Why Aren’t Savings Rates at Building Societies Higher Than at Banks

Written by Karen Bryan

£2 coins on topWhile doing my recent research into the highest paying savings accounts, I’ve been wondering why UK building societies (the few that are left) aren’t paying higher rates of interest on their savings accounts than banks.

Surely as a building society is a mutual organisation run for the benefit of its members, whereas a bank is a commercial organisation run for profit to pay dividends to shareholders, a building society should be able to pays its savers a higher rate of interest than a bank?

It would appear not. While there are some decent rates on offer to local residents from some small building societies,  the majority of the savings accounts topping the best buy tables are from banks and other profit-making organisations.

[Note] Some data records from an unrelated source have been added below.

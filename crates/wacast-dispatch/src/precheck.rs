// SPDX-FileCopyrightText: 2026 Wacast Contributors
// SPDX-License-Identifier: MIT OR Apache-2.0

//! Send/skip decision made before any network call.

use std::collections::BTreeMap;

use serde::Serialize;
use wacast_core::template::{field_reference, placeholders};
use wacast_core::{
    CampaignRecipient, ComponentParameters, MessageTemplate, SkipCode, SkipDetail,
    TemplateMessage, TemplateVariables, WacastError, normalize_phone,
};

/// Outcome of checking one recipient.
#[derive(Debug, Clone, PartialEq, Eq)]
pub enum Precheck {
    /// Ready to send.
    Send(TemplateMessage),
    Skip(PrecheckSkip),
}

#[derive(Debug, Clone, PartialEq, Eq, Serialize)]
pub struct PrecheckSkip {
    pub code: SkipCode,
    pub reason: String,
    /// Placeholders left without a value, as `component.placeholder`.
    #[serde(skip_serializing_if = "Vec::is_empty")]
    pub missing: Vec<String>,
}

impl PrecheckSkip {
    pub fn new(code: SkipCode, reason: impl Into<String>) -> Self {
        Self {
            code,
            reason: reason.into(),
            missing: Vec::new(),
        }
    }

    pub fn detail(&self) -> SkipDetail {
        SkipDetail {
            code: self.code,
            reason: self.reason.clone(),
        }
    }
}

/// One skipped recipient in a dry run.
#[derive(Debug, Clone, PartialEq, Eq, Serialize)]
pub struct DryRunSkip {
    pub recipient_id: String,
    #[serde(flatten)]
    pub skip: PrecheckSkip,
}

/// Aggregate precheck result over a recipient list.
#[derive(Debug, Clone, Default, PartialEq, Eq, Serialize)]
pub struct DryRunReport {
    pub total: usize,
    pub sendable: usize,
    pub skipped: usize,
    pub by_code: BTreeMap<SkipCode, usize>,
    pub skips: Vec<DryRunSkip>,
    /// Recipients without a contact identity. These would fail dispatch.
    pub missing_identity: Vec<String>,
}

impl DryRunReport {
    /// Turn a sendable recipient into a skip decided outside the pure
    /// check (suppression, opt-out).
    pub fn demote(&mut self, recipient_id: &str, skip: PrecheckSkip) {
        self.sendable = self.sendable.saturating_sub(1);
        self.add_skip(recipient_id, skip);
    }

    fn add_skip(&mut self, recipient_id: &str, skip: PrecheckSkip) {
        self.skipped += 1;
        *self.by_code.entry(skip.code).or_default() += 1;
        self.skips.push(DryRunSkip {
            recipient_id: recipient_id.to_string(),
            skip,
        });
    }
}

/// Pure recipient validation.
#[derive(Debug, Clone, Default)]
pub struct PrecheckGuard {
    default_country_code: Option<String>,
}

impl PrecheckGuard {
    pub fn new(default_country_code: Option<String>) -> Self {
        Self {
            default_country_code: default_country_code.filter(|cc| !cc.is_empty()),
        }
    }

    /// Decide whether `recipient` can be sent `template`.
    ///
    /// A recipient without a contact identity is an upstream data error
    /// and comes back as `Err(MissingIdentity)`, never as a skip.
    pub fn check(
        &self,
        recipient: &CampaignRecipient,
        template: Option<&MessageTemplate>,
        variables: &TemplateVariables,
    ) -> Result<Precheck, WacastError> {
        if recipient
            .contact_id
            .as_deref()
            .is_none_or(|id| id.trim().is_empty())
        {
            return Err(WacastError::MissingIdentity {
                recipient_id: recipient.id.clone(),
            });
        }
        if recipient.opted_out {
            return Ok(Precheck::Skip(PrecheckSkip::new(
                SkipCode::OptOut,
                "contact opted out",
            )));
        }
        let Some(template) = template else {
            return Ok(Precheck::Skip(PrecheckSkip::new(
                SkipCode::InvalidTemplate,
                "template not found",
            )));
        };
        let Some(to) = normalize_phone(&recipient.phone, self.default_country_code.as_deref())
        else {
            return Ok(Precheck::Skip(PrecheckSkip::new(
                SkipCode::InvalidPhone,
                format!("`{}` is not a dialable number", recipient.phone),
            )));
        };

        let mut components = Vec::new();
        let mut missing = Vec::new();
        for component in &template.components {
            let Some(text) = component.text.as_deref() else {
                continue;
            };
            let names = placeholders(text);
            if names.is_empty() {
                continue;
            }
            let supplied = variables.values_for(component);
            let mut parameters = Vec::with_capacity(names.len());
            for (i, name) in names.iter().enumerate() {
                let value = match supplied.get(i) {
                    Some(raw) => match field_reference(raw) {
                        Some(field) => recipient_field(recipient, field),
                        None => Some(raw.clone()),
                    },
                    // Named placeholders fall back to the recipient's own fields.
                    None if name.parse::<u32>().is_err() => recipient_field(recipient, name),
                    None => None,
                };
                match value.filter(|v| !v.trim().is_empty()) {
                    Some(v) => parameters.push(v),
                    None => missing.push(format!("{}.{name}", component.kind)),
                }
            }
            components.push(ComponentParameters {
                kind: component.kind,
                sub_type: component.sub_type.clone(),
                index: component.index,
                parameters,
            });
        }

        if !missing.is_empty() {
            return Ok(Precheck::Skip(PrecheckSkip {
                code: SkipCode::MissingVariable,
                reason: format!("missing values for {}", missing.join(", ")),
                missing,
            }));
        }

        Ok(Precheck::Send(TemplateMessage {
            to,
            template_name: template.name.clone(),
            language: template.language.clone(),
            components,
        }))
    }

    /// Run [`check`](Self::check) over a whole list without side effects.
    pub fn dry_run(
        &self,
        recipients: &[CampaignRecipient],
        template: Option<&MessageTemplate>,
        variables: &TemplateVariables,
    ) -> DryRunReport {
        let mut report = DryRunReport {
            total: recipients.len(),
            ..DryRunReport::default()
        };
        for recipient in recipients {
            match self.check(recipient, template, variables) {
                Ok(Precheck::Send(_)) => report.sendable += 1,
                Ok(Precheck::Skip(skip)) => report.add_skip(&recipient.id, skip),
                Err(_) => report.missing_identity.push(recipient.id.clone()),
            }
        }
        report
    }
}

fn recipient_field(recipient: &CampaignRecipient, field: &str) -> Option<String> {
    match field {
        "name" | "nome" => recipient.name.clone(),
        "first_name" => recipient
            .name
            .as_deref()
            .and_then(|n| n.split_whitespace().next())
            .map(str::to_string),
        "phone" => Some(recipient.phone.clone()),
        "email" => recipient.email.clone(),
        other => {
            let key = other.strip_prefix("custom.").unwrap_or(other);
            recipient.custom_fields.get(key).cloned()
        }
    }
}
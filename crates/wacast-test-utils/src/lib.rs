// SPDX-FileCopyrightText: 2026 Wacast Contributors
// SPDX-License-Identifier: MIT OR Apache-2.0

//! Test utilities for Wacast integration tests.
//!
//! Provides a scripted vendor double and a fully wired engine over a
//! temporary SQLite database, for fast and deterministic tests without
//! network access.
//!
//! # Components
//!
//! - [`MockSender`] - Vendor sender replaying scripted replies
//! - [`TestHarness`] - Storage, orchestrator, runner and ingestor wired together

pub mod harness;
pub mod mock_sender;

pub use harness::{TestHarness, TestHarnessBuilder};
pub use mock_sender::{MockReply, MockSender};
/// One inbound webhook status notification, persisted before it is applied.
#[derive(Debug, Clone, PartialEq, Serialize, Deserialize)]
pub struct StatusEvent {
    pub id: i64,
    pub message_id: String,
    pub status: DeliveryStatus,
    pub event_ts: Option<String>,
    pub recipient_phone: Option<String>,
    /// Vendor error attached to `failed` notifications, as JSON.
    pub error_json: Option<String>,
    pub state: EventState,
    pub attempts: i64,
    pub last_error: Option<String>,
    pub created_at: String,
}

/// A status event about to be persisted.
#[derive(Debug, Clone, PartialEq)]
pub struct NewStatusEvent {
    pub message_id: String,
    pub status: DeliveryStatus,
    pub event_ts: Option<String>,
    pub recipient_phone: Option<String>,
    pub error_json: Option<String>,
}

/// Result of durably recording a status event.
#[derive(Debug, Clone, Copy, PartialEq, Eq)]
pub enum RecordOutcome {
    /// First sighting of this (message id, status) pair.
    Recorded(i64),
    /// Seen before but never settled; process it again.
    Replay(i64),
    /// Seen and settled; skip silently.
    Duplicate,
}

/// Result of applying a status to recipient state.
#[derive(Debug, Clone, Copy, PartialEq, Eq, Display, Serialize, Deserialize)]
#[strum(serialize_all = "snake_case")]
#[serde(rename_all = "snake_case")]
pub enum ApplyOutcome {
    Applied,
    Unmatched,
    AlreadyTerminal,
}

/// Outcome of a delivery/read receipt update on a recipient row.
#[derive(Debug, Clone, Copy, PartialEq, Eq, Default)]
pub struct ReceiptChange {
    /// The row gained its first delivery mark (directly or implied by read).
    pub delivered: bool,
    /// The row gained its first read mark.
    pub read: bool,
}

// --- Throttling ---

/// Learned throughput target for one sender identity.
#[derive(Debug, Clone, PartialEq, Serialize, Deserialize)]
pub struct ThrottleState {
    pub sender_id: String,
    /// Messages per second.
    pub target_rate: f64,
    pub cooldown_until: Option<DateTime<Utc>>,
    pub last_increase_at: Option<DateTime<Utc>>,
    pub last_decrease_at: Option<DateTime<Utc>>,
}

impl ThrottleState {
    /// A state at the configured start rate with no history.
    pub fn initial(sender_id: &str, start_rate: f64) -> Self {
        Self {
            sender_id: sender_id.to_string(),
            target_rate: start_rate,
            cooldown_until: None,
            last_increase_at: None,
            last_decrease_at: None,
        }
    }
}
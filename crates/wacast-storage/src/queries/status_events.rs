// SPDX-FileCopyrightText: 2026 Wacast Contributors
// SPDX-License-Identifier: MIT OR Apache-2.0

//! Append-first status event log.
//!
//! The `(message_id, status)` unique key is the webhook dedup guard: a
//! second insert of the same pair is ignored and the caller learns whether
//! the first copy was already settled.

use rusqlite::{params, params_from_iter};
use wacast_core::{EventState, NewStatusEvent, RecordOutcome, StatusEvent, WacastError, now_timestamp};

use super::{in_list, parse_enum, sql_count};
use crate::database::{Database, map_tr_err};

fn row_to_event(row: &rusqlite::Row<'_>) -> rusqlite::Result<StatusEvent> {
    let status: String = row.get(2)?;
    let state: String = row.get(6)?;
    Ok(StatusEvent {
        id: row.get(0)?,
        message_id: row.get(1)?,
        status: parse_enum(2, &status)?,
        event_ts: row.get(3)?,
        recipient_phone: row.get(4)?,
        error_json: row.get(5)?,
        state: parse_enum(6, &state)?,
        attempts: row.get(7)?,
        last_error: row.get(8)?,
        created_at: row.get(9)?,
    })
}

/// Durably record an inbound status event.
pub async fn record_status_event(
    db: &Database,
    event: &NewStatusEvent,
) -> Result<RecordOutcome, WacastError> {
    let event = event.clone();
    db.connection()
        .call(move |conn| {
            let now = now_timestamp();
            let inserted = conn.execute(
                "INSERT OR IGNORE INTO status_events
                     (message_id, status, event_ts, recipient_phone, error, state, created_at, updated_at)
                 VALUES (?1, ?2, ?3, ?4, ?5, 'pending', ?6, ?6)",
                params![
                    event.message_id,
                    event.status.to_string(),
                    event.event_ts,
                    event.recipient_phone,
                    event.error_json,
                    now
                ],
            )?;
            if inserted == 1 {
                return Ok(RecordOutcome::Recorded(conn.last_insert_rowid()));
            }
            let (id, state): (i64, String) = conn.query_row(
                "SELECT id, state FROM status_events WHERE message_id = ?1 AND status = ?2",
                params![event.message_id, event.status.to_string()],
                |row| Ok((row.get(0)?, row.get(1)?)),
            )?;
            let state: EventState = parse_enum(1, &state)?;
            Ok(if state.is_settled() {
                RecordOutcome::Duplicate
            } else {
                RecordOutcome::Replay(id)
            })
        })
        .await
        .map_err(map_tr_err)
}

/// Record the outcome of one processing attempt.
pub async fn set_event_state(
    db: &Database,
    id: i64,
    state: EventState,
    last_error: Option<&str>,
) -> Result<(), WacastError> {
    let last_error = last_error.map(str::to_string);
    db.connection()
        .call(move |conn| {
            conn.execute(
                "UPDATE status_events SET state = ?2, last_error = ?3,
                     attempts = attempts + 1, updated_at = ?4
                 WHERE id = ?1",
                params![id, state.to_string(), last_error, now_timestamp()],
            )?;
            Ok(())
        })
        .await
        .map_err(map_tr_err)
}

/// Events in one of `states` that have been attempted fewer than `max_attempts` times.
pub async fn list_events(
    db: &Database,
    states: &[EventState],
    max_attempts: i64,
    limit: usize,
) -> Result<Vec<StatusEvent>, WacastError> {
    if states.is_empty() {
        return Ok(Vec::new());
    }
    let mut values: Vec<rusqlite::types::Value> =
        vec![max_attempts.into(), sql_count(limit).into()];
    values.extend(states.iter().map(|s| rusqlite::types::Value::from(s.to_string())));
    let sql = format!(
        "SELECT id, message_id, status, event_ts, recipient_phone, error, state, attempts,
             last_error, created_at
         FROM status_events
         WHERE attempts < ?1 AND state IN ({})
         ORDER BY id ASC
         LIMIT ?2",
        in_list(3, states.len())
    );
    db.connection()
        .call(move |conn| {
            let mut stmt = conn.prepare(&sql)?;
            let rows = stmt.query_map(params_from_iter(values.iter()), row_to_event)?;
            rows.collect()
        })
        .await
        .map_err(map_tr_err)
}

#[cfg(test)]
mod tests {
    use super::*;
    use crate::queries::test_support::setup_db;
    use wacast_core::DeliveryStatus;

    fn delivered(message_id: &str) -> NewStatusEvent {
        NewStatusEvent {
            message_id: message_id.into(),
            status: DeliveryStatus::Delivered,
            event_ts: Some("2026-01-01T00:00:00.000Z".into()),
            recipient_phone: Some("5511999990000".into()),
            error_json: None,
        }
    }

    #[tokio::test]
    async fn duplicate_pair_is_replayed_until_settled() {
        let (db, _dir) = setup_db().await;
        let RecordOutcome::Recorded(id) = record_status_event(&db, &delivered("wamid.1"))
            .await
            .unwrap()
        else {
            panic!("first sighting should be recorded");
        };

        // Not yet settled: a redelivery is processed again.
        assert_eq!(
            record_status_event(&db, &delivered("wamid.1")).await.unwrap(),
            RecordOutcome::Replay(id)
        );

        set_event_state(&db, id, EventState::Applied, None).await.unwrap();
        assert_eq!(
            record_status_event(&db, &delivered("wamid.1")).await.unwrap(),
            RecordOutcome::Duplicate
        );

        // A different status for the same message is a new event.
        let read = NewStatusEvent {
            status: DeliveryStatus::Read,
            ..delivered("wamid.1")
        };
        assert!(matches!(
            record_status_event(&db, &read).await.unwrap(),
            RecordOutcome::Recorded(_)
        ));
    }

    #[tokio::test]
    async fn list_filters_state_and_attempts() {
        let (db, _dir) = setup_db().await;
        let mut ids = Vec::new();
        for m in ["a", "b", "c"] {
            if let RecordOutcome::Recorded(id) =
                record_status_event(&db, &delivered(m)).await.unwrap()
            {
                ids.push(id);
            }
        }
        set_event_state(&db, ids[0], EventState::Unmatched, None).await.unwrap();
        set_event_state(&db, ids[1], EventState::Error, Some("boom")).await.unwrap();
        set_event_state(&db, ids[1], EventState::Error, Some("boom")).await.unwrap();
        set_event_state(&db, ids[2], EventState::Applied, None).await.unwrap();

        let retry = list_events(&db, &[EventState::Unmatched, EventState::Error], 5, 10)
            .await
            .unwrap();
        assert_eq!(retry.len(), 2);
        assert_eq!(retry[1].last_error.as_deref(), Some("boom"));
        assert_eq!(retry[1].attempts, 2);

        let capped = list_events(&db, &[EventState::Unmatched, EventState::Error], 2, 10)
            .await
            .unwrap();
        assert_eq!(capped.len(), 1);
        assert_eq!(capped[0].message_id, "a");

        // usize::MAX saturates instead of wrapping.
        let all = list_events(&db, &[EventState::Unmatched, EventState::Error], 5, usize::MAX)
            .await
            .unwrap();
        assert_eq!(all.len(), 2);
        let one = list_events(&db, &[EventState::Unmatched, EventState::Error], 5, 1)
            .await
            .unwrap();
        assert_eq!(one.len(), 1);
    }
}
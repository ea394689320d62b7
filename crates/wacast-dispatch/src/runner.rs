// SPDX-FileCopyrightText: 2026 Wacast Contributors
// SPDX-License-Identifier: MIT OR Apache-2.0

//! Queue consumer that executes batch jobs.

use std::sync::Arc;
use std::time::Duration;

use tokio_util::sync::CancellationToken;
use tracing::{debug, error, info, warn};
use wacast_core::{JobQueue, WacastError};

use crate::orchestrator::{BatchJobPayload, DISPATCH_QUEUE, DispatchOrchestrator};

pub struct DispatchRunner {
    orchestrator: Arc<DispatchOrchestrator>,
    queue: Arc<dyn JobQueue>,
    poll_interval: Duration,
}

impl DispatchRunner {
    pub fn new(
        orchestrator: Arc<DispatchOrchestrator>,
        queue: Arc<dyn JobQueue>,
        poll_interval: Duration,
    ) -> Self {
        Self {
            orchestrator,
            queue,
            poll_interval,
        }
    }

    /// Execute at most one job. Returns `false` when the queue was empty.
    pub async fn run_once(&self) -> Result<bool, WacastError> {
        let Some(entry) = self.queue.dequeue(DISPATCH_QUEUE).await? else {
            return Ok(false);
        };

        let job: BatchJobPayload = match serde_json::from_str(&entry.payload) {
            Ok(job) => job,
            Err(e) => {
                error!(job_id = entry.id, error = %e, "unreadable batch job dropped");
                self.queue.ack(entry.id).await?;
                return Ok(true);
            }
        };

        match self.orchestrator.send_batch(&job).await {
            Ok(_) => self.queue.ack(entry.id).await?,
            Err(WacastError::NotFound { entity, id }) => {
                warn!(job_id = entry.id, %entity, %id, "batch target gone; job dropped");
                self.queue.ack(entry.id).await?;
            }
            Err(e) => {
                warn!(
                    job_id = entry.id,
                    key = %entry.idempotency_key,
                    attempts = entry.attempts,
                    error = %e,
                    "batch failed; will retry"
                );
                self.queue.fail(entry.id).await?;
            }
        }

        if let Err(e) = self.orchestrator.try_complete(&job.campaign_id).await {
            warn!(campaign_id = %job.campaign_id, error = %e, "completion check failed");
        }
        Ok(true)
    }

    /// Run jobs until the queue is empty. Returns how many ran.
    pub async fn drain(&self) -> Result<usize, WacastError> {
        let mut ran = 0;
        while self.run_once().await? {
            ran += 1;
        }
        Ok(ran)
    }

    /// Poll the queue until `cancel` fires. The current job always finishes.
    pub async fn run(&self, cancel: CancellationToken) {
        let poll_ms = u64::try_from(self.poll_interval.as_millis()).unwrap_or(u64::MAX);
        info!(poll_ms, "dispatch runner started");
        self.requeue_expired().await;

        loop {
            if cancel.is_cancelled() {
                break;
            }
            let idle = match self.run_once().await {
                Ok(ran) => !ran,
                Err(e) => {
                    error!(error = %e, "dispatch runner error");
                    true
                }
            };
            if idle {
                self.requeue_expired().await;
                tokio::select! {
                    _ = cancel.cancelled() => break,
                    _ = tokio::time::sleep(self.poll_interval) => {}
                }
            }
        }
        info!("dispatch runner stopped");
    }

    async fn requeue_expired(&self) {
        match self.queue.requeue_expired(DISPATCH_QUEUE).await {
            Ok(0) => {}
            Ok(n) => info!(count = n, "expired batch jobs re-queued"),
            Err(e) => debug!(error = %e, "requeue of expired jobs failed"),
        }
    }
}
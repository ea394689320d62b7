// SPDX-FileCopyrightText: 2026 Wacast Contributors
// SPDX-License-Identifier: MIT OR Apache-2.0

//! Campaign dispatch state machine: init, batches, completion.
//!
//! `start` snapshots recipients, moves the campaign to `sending` and
//! enqueues one durable job per batch. Each job is executed by
//! [`DispatchOrchestrator::send_batch`], which is safe to re-run: only
//! `pending` recipients are processed and the claim guards each send.
//! The pause check happens once per batch, not per recipient.

use std::time::Duration;

use chrono::{DateTime, Utc};
use serde::{Deserialize, Serialize};
use tracing::{debug, info, warn};
use uuid::Uuid;
use wacast_config::WacastConfig;
use wacast_core::{
    Campaign, CampaignRecipient, CampaignStats, CampaignStatus, DispatchEvent, ErrorCategory,
    FailureDetail, RecipientInput, RecipientStatus, RunSpec, SkipCode, THROUGHPUT_EXCEEDED,
    TemplateVariables, WacastError,
};

use crate::DispatchDeps;
use crate::pool::{BatchContext, BatchResult, BatchWorkerPool};
use crate::precheck::{DryRunReport, Precheck, PrecheckGuard, PrecheckSkip};

/// Queue name for batch jobs.
pub const DISPATCH_QUEUE: &str = "dispatch";

const MAX_BATCH_SIZE: usize = 200;
const MAX_CONCURRENCY: usize = 50;

/// Durable description of one batch step.
#[derive(Debug, Clone, PartialEq, Eq, Serialize, Deserialize)]
pub struct BatchJobPayload {
    pub campaign_id: String,
    pub run: i64,
    pub batch_index: usize,
    pub recipient_ids: Vec<String>,
    /// Throttle retry generation; 0 for the first attempt.
    #[serde(default)]
    pub retry: u32,
}

impl BatchJobPayload {
    pub fn idempotency_key(&self) -> String {
        let key = format!("{}:{}:{}", self.campaign_id, self.run, self.batch_index);
        if self.retry == 0 {
            key
        } else {
            format!("{key}:r{}", self.retry)
        }
    }
}

/// Body of `POST /dispatch`.
#[derive(Debug, Clone, Default, PartialEq, Eq, Deserialize)]
#[serde(rename_all = "camelCase")]
pub struct DispatchRequest {
    pub campaign_id: String,
    pub template_name: String,
    /// `None` dispatches the campaign's stored recipient snapshot.
    #[serde(default)]
    pub recipients: Option<Vec<RecipientInput>>,
    #[serde(default)]
    pub template_variables: Option<TemplateVariables>,
    /// Outbound phone number id; defaults to the configured one.
    #[serde(default)]
    pub sender_id: Option<String>,
}

#[derive(Debug, Clone, PartialEq, Eq, Serialize)]
#[serde(rename_all = "camelCase")]
pub struct DispatchAccepted {
    pub campaign_id: String,
    pub run: i64,
    pub batches: usize,
    pub queued_recipients: usize,
}

/// Result of reopening skipped recipients.
#[derive(Debug, Clone, PartialEq, Eq, Serialize)]
#[serde(rename_all = "camelCase")]
pub struct ResendOutcome {
    pub reopened: usize,
    /// `None` when nothing was reopened or the campaign is paused.
    pub dispatch: Option<DispatchAccepted>,
}

#[derive(Debug, Clone, PartialEq)]
pub struct DispatchSettings {
    pub batch_size: usize,
    pub concurrency: usize,
    pub send_timeout: Duration,
    pub max_throttle_retries: u32,
    pub default_country_code: Option<String>,
    pub default_sender: Option<String>,
}

impl DispatchSettings {
    pub fn from_config(config: &WacastConfig) -> Self {
        Self {
            batch_size: config.dispatch.batch_size.clamp(1, MAX_BATCH_SIZE),
            concurrency: config.dispatch.concurrency.clamp(1, MAX_CONCURRENCY),
            send_timeout: Duration::from_secs(config.dispatch.send_timeout_secs.max(1)),
            max_throttle_retries: config.dispatch.max_throttle_retries,
            default_country_code: config.precheck.default_country_code.clone(),
            default_sender: config.whatsapp.phone_number_id.clone(),
        }
    }
}

impl Default for DispatchSettings {
    fn default() -> Self {
        Self::from_config(&WacastConfig::default())
    }
}

pub struct DispatchOrchestrator {
    deps: DispatchDeps,
    settings: DispatchSettings,
    guard: PrecheckGuard,
    pool: BatchWorkerPool,
}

The Nationwide is by far the UK largest building society; they’ve taken over the Dunfermline, Cheshire and Derbyshire building societies. The other big players are Yorkshire, Coventry and Skipton.

In my opinion, the Nationwide become less focused on savers in the late 2000s, when the rates of interest paid on their savings accounts started to become less competitive. We’d been building up our Cash ISA pots with the Nationwide for years but transferred then to a higher paying account at the Halifax.

It appears that Nationwide are beginning to offer more competitive rates again.  The Nationwide Regular Savings Account  is paying 2.5% variable on deposits of £500 – £1,000 a month and the Nationwide Flex Direct Current Account  is paying 5% fixed on balances of up to £2,500 for the first twelve months.

But there’s a still a long way to go. For example, the Nationwide e-Savings Instant Access Account is paying a very paltry 0.4% variable, when you can earn 1.0% variable with a Santander eSaver and 1.3% variable with a Halifax Online Saver.

Interest rates correct on 11 August 2013.